** Assigned task **
Locate every line below that contains the word "enter" and copy it.

** Collected data **
== Segment start ==
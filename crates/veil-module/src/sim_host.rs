//! `SimHost`: stand-in for the interception host.
//!
//! Drives an `Interceptor` the way a syscall-table hooking host does:
//! route the service name through the `CallTable`, ask the plugin once
//! per process whether it is a target, deliver entry, run either the real
//! service or the chosen substitute, deliver return, and hand the final
//! return register back to the caller.
//!
//! `enter` and `complete` are separate so tests can interleave other
//! calls between the two phases of one call, as a real host may.

use veil_core::call::{Action, CallId, Interceptor};
use veil_core::machine::{CallerInfo, MachineState, ThreadKey};
use veil_core::spinlock::SpinLock;
use veil_core::status::NtStatus;
use veil_core::kinfo;

use crate::call_table::CallTable;

use std::collections::hash_map::Entry;
use std::collections::HashMap;

/// Register view of one simulated call.
#[derive(Debug, Clone)]
pub struct SimMachine {
    args: Vec<u64>,
    ret: u64,
    thread: ThreadKey,
}

impl SimMachine {
    pub fn new(thread: ThreadKey, args: &[u64]) -> Self {
        Self {
            args: args.to_vec(),
            ret: 0,
            thread,
        }
    }

    pub fn args(&self) -> &[u64] {
        &self.args
    }
}

impl MachineState for SimMachine {
    fn read_argument(&self, index: usize) -> u64 {
        self.args.get(index).copied().unwrap_or(0)
    }

    fn read_return_value(&self) -> u64 {
        self.ret
    }

    fn write_return_value(&mut self, value: u64) {
        self.ret = value;
    }

    fn thread_key(&self) -> ThreadKey {
        self.thread
    }
}

/// A call between its entry and return phases.
#[derive(Debug)]
pub struct PendingCall {
    call: Option<CallId>,
    action: Action,
    machine: SimMachine,
    caller: CallerInfo,
}

impl PendingCall {
    /// The id the call was routed under; `None` if the plugin never saw it.
    pub fn call(&self) -> Option<CallId> {
        self.call
    }

    pub fn action(&self) -> Action {
        self.action
    }
}

/// What the caller of the intercepted service observed.
#[derive(Debug, Clone, Copy, PartialEq, Eq)]
pub struct Outcome {
    pub status: NtStatus,
    pub redirected: bool,
    pub real_ran: bool,
}

pub struct SimHost<'a, I: Interceptor> {
    plugin: &'a I,
    table: CallTable,
    targets: SpinLock<HashMap<u32, bool>>,
}

impl<'a, I: Interceptor> SimHost<'a, I> {
    pub fn new(plugin: &'a I, table: CallTable) -> Self {
        Self {
            plugin,
            table,
            targets: SpinLock::new(HashMap::new()),
        }
    }

    pub fn table(&self) -> &CallTable {
        &self.table
    }

    /// For plugin `initialize` / `deinitialize`.
    pub fn table_mut(&mut self) -> &mut CallTable {
        &mut self.table
    }

    /// Cached per pid. The predicate runs under the cache lock, so
    /// threads of a new process racing into their first call still see a
    /// single evaluation.
    fn is_target(&self, caller: &CallerInfo) -> bool {
        let (hit, first) = match self.targets.lock().entry(caller.process_id) {
            Entry::Occupied(seen) => (*seen.get(), false),
            Entry::Vacant(slot) => (*slot.insert(self.plugin.is_target(caller)), true),
        };
        if hit && first {
            kinfo!("target process {} (pid {})", caller.process_name, caller.process_id);
        }
        hit
    }

    /// Entry phase of `name` called by `caller` with `args`.
    pub fn enter(&self, caller: &CallerInfo, name: &str, args: &[u64]) -> PendingCall {
        let mut machine = SimMachine::new(caller.thread_key(), args);
        let call = self.table.route(name).filter(|_| self.is_target(caller));
        let action = match call {
            Some(id) => self.plugin.on_entry(id, &mut machine, caller),
            None => Action::Continue,
        };
        PendingCall {
            call,
            action,
            machine,
            caller: caller.clone(),
        }
    }

    /// Service phase and return phase. `real` is the genuine service; it
    /// only runs if the entry phase let the call continue.
    pub fn complete<F>(&self, pending: PendingCall, real: F) -> Outcome
    where
        F: FnOnce(&[u64]) -> NtStatus,
    {
        let PendingCall {
            call,
            action,
            mut machine,
            caller,
        } = pending;

        let (redirected, real_ran) = match action {
            Action::Continue => {
                let status = real(machine.args());
                machine.write_return_value(status.to_register());
                (false, true)
            }
            Action::Redirect(substitute) => {
                if let Some(status) = self.plugin.run_substitute(substitute, &mut machine) {
                    machine.write_return_value(status.to_register());
                }
                (true, false)
            }
        };

        if let Some(id) = call {
            self.plugin.on_return(id, &mut machine, &caller);
        }

        Outcome {
            status: NtStatus::from_register(machine.read_return_value()),
            redirected,
            real_ran,
        }
    }

    /// One whole intercepted call.
    pub fn syscall<F>(&self, caller: &CallerInfo, name: &str, args: &[u64], real: F) -> Outcome
    where
        F: FnOnce(&[u64]) -> NtStatus,
    {
        let pending = self.enter(caller, name, args);
        self.complete(pending, real)
    }
}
== Segment end ==
** Answer to this exercise **
//! `enter` and `complete` are separate so tests can interleave other
    pub fn enter(&self, caller: &CallerInfo, name: &str, args: &[u64]) -> PendingCall {
        let pending = self.enter(caller, name, args);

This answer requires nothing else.